Department of Commerce v. Montana - 503 U.S. 442 (1992)
OCTOBER TERM, 1991
UNITED STATES DEPARTMENT OF COMMERCE ET AL. v. MONTANA ET AL.
APPEAL FROM THE UNITED STATES DISTRICT COURT FOR THE DISTRICT OF MONTANA
No. 91-860. Argued March 4, 1992-Decided March 31, 1992
Article I, § 2, of the Constitution requires apportionment of Representatives among the States "according to their respective Numbers." A 1941 federal statute provides that after each decennial census "the method known as the method of equal proportions" shall be used to determine the number of Representatives to which each State is entitled. Application of that method to the 1990 census caused Montana to lose one of its two seats in the House of Representatives. If it had retained both seats, each district would have been closer to the ideal size of a congressional district than the reapportioned single district. The State and several of its officials (hereinafter Montana) sued appropriate federal defendants (hereinafter the Government) in the District Court, alleging, inter alia, that the existing apportionment method violates Article I, § 2. A three-judge court, convened pursuant to 28 U. S. C. § 2284, granted Montana summary judgment on this claim, holding the statute unconstitutional because the variance between the single district's population and that of the ideal district could not be justified under the "one-person, one-vote" standard developed in Wesberry v. Sanders, 376 U. S. 1, and other intrastate districting cases.

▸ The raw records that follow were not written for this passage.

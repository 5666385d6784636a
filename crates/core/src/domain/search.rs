// Search Request/Response Model

use serde::{Deserialize, Serialize};
use serde_json::Value;
use std::collections::BTreeMap;

/// How query terms must match
#[derive(Debug, Clone, Copy, PartialEq, Eq, Serialize, Deserialize)]
#[serde(rename_all = "camelCase")]
pub enum MatchingStrategy {
    All,
    Last,
}

/// Body of `POST /indexes/{uid}/search`
///
/// Every field is optional; unset fields are omitted so the server applies
/// its own defaults. Leaving `q` unset performs a placeholder search.
#[derive(Debug, Clone, Default, PartialEq, Serialize)]
#[serde(rename_all = "camelCase")]
pub struct SearchRequest {
    #[serde(skip_serializing_if = "Option::is_none")]
    pub q: Option<String>,
    #[serde(skip_serializing_if = "Option::is_none")]
    pub offset: Option<i64>,
    #[serde(skip_serializing_if = "Option::is_none")]
    pub limit: Option<i64>,
    /// String expression or nested array form
    #[serde(skip_serializing_if = "Option::is_none")]
    pub filter: Option<Value>,
    #[serde(skip_serializing_if = "Option::is_none")]
    pub sort: Option<Vec<String>>,
    #[serde(skip_serializing_if = "Option::is_none")]
    pub facets: Option<Vec<String>>,
    #[serde(skip_serializing_if = "Option::is_none")]
    pub attributes_to_retrieve: Option<Vec<String>>,
    #[serde(skip_serializing_if = "Option::is_none")]
    pub attributes_to_crop: Option<Vec<String>>,
    #[serde(skip_serializing_if = "Option::is_none")]
    pub crop_length: Option<i64>,
    #[serde(skip_serializing_if = "Option::is_none")]
    pub crop_marker: Option<String>,
    #[serde(skip_serializing_if = "Option::is_none")]
    pub attributes_to_highlight: Option<Vec<String>>,
    #[serde(skip_serializing_if = "Option::is_none")]
    pub highlight_pre_tag: Option<String>,
    #[serde(skip_serializing_if = "Option::is_none")]
    pub highlight_post_tag: Option<String>,
    #[serde(skip_serializing_if = "Option::is_none")]
    pub show_matches_position: Option<bool>,
    #[serde(skip_serializing_if = "Option::is_none")]
    pub matching_strategy: Option<MatchingStrategy>,
}

impl SearchRequest {
    pub fn new(query: impl Into<String>) -> Self {
        Self {
            q: Some(query.into()),
            ..Self::default()
        }
    }

    /// Placeholder search (no query string)
    pub fn placeholder() -> Self {
        Self::default()
    }

    pub fn with_limit(mut self, limit: i64) -> Self {
        self.limit = Some(limit);
        self
    }

    pub fn with_offset(mut self, offset: i64) -> Self {
        self.offset = Some(offset);
        self
    }

    pub fn with_filter(mut self, filter: impl Into<Value>) -> Self {
        self.filter = Some(filter.into());
        self
    }

    pub fn with_sort<I, S>(mut self, sort: I) -> Self
    where
        I: IntoIterator<Item = S>,
        S: Into<String>,
    {
        self.sort = Some(sort.into_iter().map(Into::into).collect());
        self
    }

    pub fn with_facets<I, S>(mut self, facets: I) -> Self
    where
        I: IntoIterator<Item = S>,
        S: Into<String>,
    {
        self.facets = Some(facets.into_iter().map(Into::into).collect());
        self
    }
}

/// Search results
#[derive(Debug, Clone, PartialEq, Deserialize)]
#[serde(rename_all = "camelCase")]
pub struct SearchResponse {
    pub hits: Vec<Value>,
    #[serde(default)]
    pub estimated_total_hits: i64,
    #[serde(default)]
    pub offset: i64,
    #[serde(default)]
    pub limit: i64,
    #[serde(default)]
    pub processing_time_ms: i64,
    #[serde(default)]
    pub query: String,
    #[serde(default)]
    pub facet_distribution: Option<BTreeMap<String, BTreeMap<String, i64>>>,
}

#[cfg(test)]
mod tests {
    use super::*;
    use serde_json::json;

    #[test]
    fn test_placeholder_request_is_empty_object() {
        let body = serde_json::to_value(SearchRequest::placeholder().with_limit(1)).unwrap();
        assert_eq!(body, json!({"limit": 1}));
    }

    #[test]
    fn test_request_field_names() {
        let mut request = SearchRequest::new("prince")
            .with_filter("book_id > 10")
            .with_sort(["title:asc"])
            .with_facets(["genre"]);
        request.attributes_to_crop = Some(vec!["title".to_string()]);
        request.crop_length = Some(5);
        request.show_matches_position = Some(true);
        request.matching_strategy = Some(MatchingStrategy::Last);

        assert_eq!(
            serde_json::to_value(&request).unwrap(),
            json!({
                "q": "prince",
                "filter": "book_id > 10",
                "sort": ["title:asc"],
                "facets": ["genre"],
                "attributesToCrop": ["title"],
                "cropLength": 5,
                "showMatchesPosition": true,
                "matchingStrategy": "last"
            })
        );
    }

    #[test]
    fn test_response_with_facets() {
        let response: SearchResponse = serde_json::from_value(json!({
            "hits": [{"book_id": 456, "title": "Le Petit Prince"}],
            "estimatedTotalHits": 2,
            "offset": 0,
            "limit": 20,
            "processingTimeMs": 1,
            "query": "prince",
            "facetDistribution": {"genre": {"fantasy": 1}}
        }))
        .unwrap();

        assert_eq!(response.hits.len(), 1);
        assert_eq!(response.estimated_total_hits, 2);
        assert_eq!(response.facet_distribution.unwrap()["genre"]["fantasy"], 1);
    }
}
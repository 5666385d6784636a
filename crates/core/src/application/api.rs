// REST call helpers shared by every endpoint wrapper

use crate::error::{ApiError, AppError, Result};
use crate::port::{HttpRequest, HttpResponse, Transport, TransportError};
use serde::de::DeserializeOwned;
use tracing::debug;

/// Issue a request and decode a 2xx JSON body into `T`
pub async fn send<T: DeserializeOwned>(transport: &dyn Transport, request: HttpRequest) -> Result<T> {
    let response = issue_checked(transport, request).await?;
    let body = response.body.ok_or_else(|| {
        AppError::Transport(TransportError::InvalidResponse(format!(
            "expected a JSON body with status {}",
            response.status
        )))
    })?;
    Ok(serde_json::from_value(body)?)
}

/// Issue a request whose successful response carries no useful body
pub async fn send_no_content(transport: &dyn Transport, request: HttpRequest) -> Result<()> {
    issue_checked(transport, request).await.map(|_| ())
}

async fn issue_checked(transport: &dyn Transport, request: HttpRequest) -> Result<HttpResponse> {
    let method = request.method;
    let path = request.path.clone();
    let response = transport.issue(request).await?;

    debug!(method = %method, path = %path, status = response.status, "API call completed");

    if response.is_success() {
        Ok(response)
    } else {
        Err(AppError::Api(api_error(response)))
    }
}

/// Build an ApiError from a non-2xx response
///
/// Bodies that are not the server's error shape are kept verbatim in
/// `message`.
pub fn api_error(response: HttpResponse) -> ApiError {
    let status = response.status;
    let mut error = match response.body {
        Some(body) => serde_json::from_value::<ApiError>(body.clone()).unwrap_or_else(|_| ApiError {
            message: body.to_string(),
            ..ApiError::default()
        }),
        None => ApiError::default(),
    };
    error.status = status;
    error
}
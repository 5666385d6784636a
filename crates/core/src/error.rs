// Central Error Type for the Client

use crate::domain::{TaskStatus, TaskUid};
use serde::Deserialize;
use thiserror::Error;

/// Error body returned by the server for non-2xx responses
#[derive(Debug, Clone, Default, PartialEq, Eq, Deserialize)]
pub struct ApiError {
    /// HTTP status code (filled in by the client, not part of the body)
    #[serde(skip)]
    pub status: u16,
    #[serde(default)]
    pub message: String,
    #[serde(default)]
    pub code: String,
    #[serde(rename = "type", default)]
    pub error_type: String,
    #[serde(default)]
    pub link: String,
}

impl std::fmt::Display for ApiError {
    fn fmt(&self, f: &mut std::fmt::Formatter<'_>) -> std::fmt::Result {
        if self.code.is_empty() {
            write!(f, "HTTP {}: {}", self.status, self.message)
        } else {
            write!(f, "HTTP {} ({}): {}", self.status, self.code, self.message)
        }
    }
}

/// Application-level error type
#[derive(Error, Debug)]
pub enum AppError {
    #[error("Domain error: {0}")]
    Domain(#[from] crate::domain::DomainError),

    #[error("Transport error: {0}")]
    Transport(#[from] crate::port::TransportError),

    #[error("API error: {0}")]
    Api(ApiError),

    #[error("Timed out waiting for task {task_uid} (last status: {})", display_status(.last_status))]
    WaitTimeout {
        task_uid: TaskUid,
        last_status: Option<TaskStatus>,
    },

    #[error("Wait for task {task_uid} was cancelled (last status: {})", display_status(.last_status))]
    WaitCancelled {
        task_uid: TaskUid,
        last_status: Option<TaskStatus>,
    },

    #[error("Serialization error: {0}")]
    Serialization(#[from] serde_json::Error),

    #[error("Configuration error: {0}")]
    Config(String),

    #[error("Validation error: {0}")]
    Validation(String),
}

fn display_status(status: &Option<TaskStatus>) -> String {
    match status {
        Some(s) => s.to_string(),
        None => "unknown".to_string(),
    }
}

impl AppError {
    /// Task uid carried by a wait failure, if this is one
    pub fn task_uid(&self) -> Option<TaskUid> {
        match self {
            AppError::WaitTimeout { task_uid, .. } | AppError::WaitCancelled { task_uid, .. } => {
                Some(*task_uid)
            }
            _ => None,
        }
    }
}

/// Result type alias using AppError
pub type Result<T> = std::result::Result<T, AppError>;
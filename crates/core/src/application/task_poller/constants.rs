// Task poller constants (ADR: No magic values)
use std::time::Duration;

/// Pause between two status fetches of the same task (50ms)
pub const DEFAULT_POLL_INTERVAL: Duration = Duration::from_millis(50);

/// Deadline applied when the caller supplies neither a timeout nor a cancel signal (5s)
pub const DEFAULT_WAIT_TIMEOUT: Duration = Duration::from_secs(5);
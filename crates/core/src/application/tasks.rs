// Task API - reads of the server-side task queue

use crate::application::api;
use crate::domain::{Task, TaskUid, TasksQuery, TasksResults};
use crate::error::Result;
use crate::port::{HttpRequest, TaskFetcher, Transport};
use async_trait::async_trait;
use std::sync::Arc;

/// HTTP-backed task reads (`GET /tasks`, `GET /tasks/{uid}`)
#[derive(Clone)]
pub struct TaskApi {
    transport: Arc<dyn Transport>,
}

impl TaskApi {
    pub fn new(transport: Arc<dyn Transport>) -> Self {
        Self { transport }
    }

    pub async fn get_task(&self, uid: TaskUid) -> Result<Task> {
        api::send(self.transport.as_ref(), HttpRequest::get(format!("/tasks/{uid}"))).await
    }

    pub async fn get_tasks(&self, query: &TasksQuery) -> Result<TasksResults> {
        let request = HttpRequest::get("/tasks").with_query(query.to_query_pairs());
        api::send(self.transport.as_ref(), request).await
    }
}

#[async_trait]
impl TaskFetcher for TaskApi {
    async fn fetch_task(&self, uid: TaskUid) -> Result<Task> {
        self.get_task(uid).await
    }
}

Held: Congress exercised its apportionment authority within the limits dictated by the Constitution. Pp.447-466.
(a) The general admonition in Article I, § 2, that apportionment be made "according to [the States'] respective numbers" is constrained by three constitutional requirements: the number of Representatives shall not exceed one for every 30,000 persons; each State shall have at least one Representative; and district boundaries may not cross state lines. In light of those constraints and the problem of fractional remainders-i. e., the fractional portion of the number that results when the State's total population is divided by the population of the ideal district must either be disregarded or treated as equal to one Representative because each State must be represented by a whole number oflegislators-Congress has considered and either rejected or adopted various apportionment methods over the years, the most recent method tried being the method of equal proportions, also known as the "Hill Method." A National Academy of Sciences committee recommended that method as the fairest of the five
methods the committee felt could lead to a workable solution to the fractional remainder problem. If Congress had chosen the method of the harmonic mean, also known as the "Dean Method," Montana would have received a second seat after the 1990 census. pp.447-456.
(b) This Court rejects the Government's argument that Congress' selection of any of the alternative apportionment methods presents a "political question" that is not subject to judicial review under the standards set forth in Baker v. Carr, 369 U. S. 186, 217. Significantly, the Government does not suggest that all congressional decisions relating to apportionment are beyond judicial review, but merely argues that the District Court erred in concluding that the Constitution requires the greatest possible equality in the size of congressional districts, as measured by absolute deviation from ideal district size. Thus, the controversy here turns on the proper interpretation of the relevant constitutional provisions. As in Baker itself and the apportionment cases that followed, the political question doctrine does not place this kind of constitutional interpretation outside the proper domain of the Judiciary. Pp.456-459.
(c) Congress had ample power to enact the statutory procedure at issue and to apply the Hill Method after the 1990 census. It is by no means clear that the facts here establish a violation of the Wesberry one-person, one-vote standard. Although Montana's evidence demonstrated that application of the Dean Method would decrease the absolute deviation from the ideal district size, it also would increase the relative difference between the ideal and the size of the districts both in Montana and in Washington, the only State that would have lost a Representative under the Dean Method. Wesberry's polestar of equal representation does not provide sufficient guidance to determine what is the better measure of inequality. Moreover, while subsequent intrastate districting cases have interpreted the Wesberry standard as imposing a burden on the States to make a good-faith effort to achieve precise mathematical equality, that goal is rendered illusory for the Nation as a whole by the constraints imposed by Article I, § 2: the guarantee of a minimum of one Representative for each State and the need to allocate a fixed number of indivisible Representatives among 50 States of varying populations. The constitutional framework that generated the need for a compromise between the interests oflarger and smaller States must also delegate to Congress a measure of discretion broader than that accorded to the States, and Congress' apparently good-faith decision to adopt the Hill Method commands far more deference, particularly as it was made after decades of experience, experimentation, and debate, was supported by independent scholars, and has been accepted for a half century. Pp. 459-466.
775 F. Supp. 1358, reversed.
STEVENS, J., delivered the opinion for a unanimous Court.